Key results include:

• 18–25% reduction in volumetric MAE and up to 43% increase in SSIM for BrLP compared to GAN or VAE-based methods (Puglisi et al., 12 Feb 2025, Puglisi et al., 2024).
• TADM yields a 24% lower region volume error and a 4% gain in SSIM (Litrico et al., 2024).
• Global anatomical errors (WASABI) in BrLP are higher than in anatomically-guided models; sensitivity to covariates (e.g., starting/follow-up age) is limited (4–16% MSE change when removed), with AG-LDM showing 25–31× greater dependence (Wan et al., 21 Jan 2026).

6. Theoretical Guarantees, Uncertainty, and Interpretability

Several BrLP frameworks provide theoretical and practical guarantees:

• Consistency/identifiability: Hidden Markov and discriminative EM BrLP approaches demonstrate consistency, oracle variable selection, and identifiability under reasonable regularity conditions (Cai et al., 2024).
• Uncertainty quantification: LAS in BrLP and posterior sampling in MRExtrap provide variance-based uncertainty measures, correlating with prediction distance and model error (Puglisi et al., 12 Feb 2025, Kapoor et al., 26 Aug 2025).
• Interpretability: Linear and logistic-curve-based models permit direct reading of disease timing, inflection points, and the influence of risk factors (e.g., APOE, education, sex) on progression rates (Zhu et al., 2018, Lespinasse et al., 2023).

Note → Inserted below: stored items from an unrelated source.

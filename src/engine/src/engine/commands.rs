use nalgebra::Vector3;
use serde::{Deserialize, Serialize};

/// One order submitted to the match server. All commands from the same tick
/// are applied simultaneously; their order carries no priority.
#[derive(Debug, Clone, Copy, PartialEq, Serialize, Deserialize)]
pub enum Command {
    /// Move towards `target` at maximum speed.
    Move { target: Vector3<f32> },
    /// Kick the ball towards `target` at maximum speed.
    Kick { target: Vector3<f32> },
    /// Attempt to take the ball this tick.
    Catch,
}

impl Command {
    pub fn move_to(target: Vector3<f32>) -> Command {
        Command::Move { target }
    }

    pub fn kick_to(target: Vector3<f32>) -> Command {
        Command::Kick { target }
    }
}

BrLP frameworks often support retrospective alignment of marker trajectories on latent disease time axes, disambiguating temporal order among multimodal changes (e.g., tau accumulation, imaging atrophy, cognitive impairment) (Lespinasse et al., 2023).

7. Limitations and Open Challenges

Recognized limitations include:

• Bias towards healthy aging: All methods, including advanced BrLP variants, show reduced accuracy in AD subjects relative to controls, suggesting incomplete disentanglement of disease-specific vs. normative trajectories (Puglisi et al., 12 Feb 2025, Wan et al., 21 Jan 2026).
• Restricted anatomical supervision: Most BrLP models lack explicit global segmentation loss, limiting morphometric plausibility outside optimized ROIs (Wan et al., 21 Jan 2026).
• Incomplete integration of multimodal or non-imaging covariates (e.g., genetics, fluid biomarkers) in most pipelines.
• Simple parametric trajectory (linear or sigmoid) assumptions in some BrLP approaches may not capture strongly nonlinear, region- or subject-specific deviations, especially in advanced or heterogeneous disease (Kapoor et al., 26 Aug 2025, Lespinasse et al., 2023).

Ongoing research aims at hierarchical or non-parametric latent trajectory modeling, full end-to-end clinical-to-imaging conditioning, robust handling of missing data, and domain generalization across diseases and institutions. Applications include clinical-trial patient selection, forecasting, digital twin generation, and plausibility screening for image syntheses (Puglisi et al., 12 Feb 2025, Puglisi et al., 2024, Wan et al., 21 Jan 2026).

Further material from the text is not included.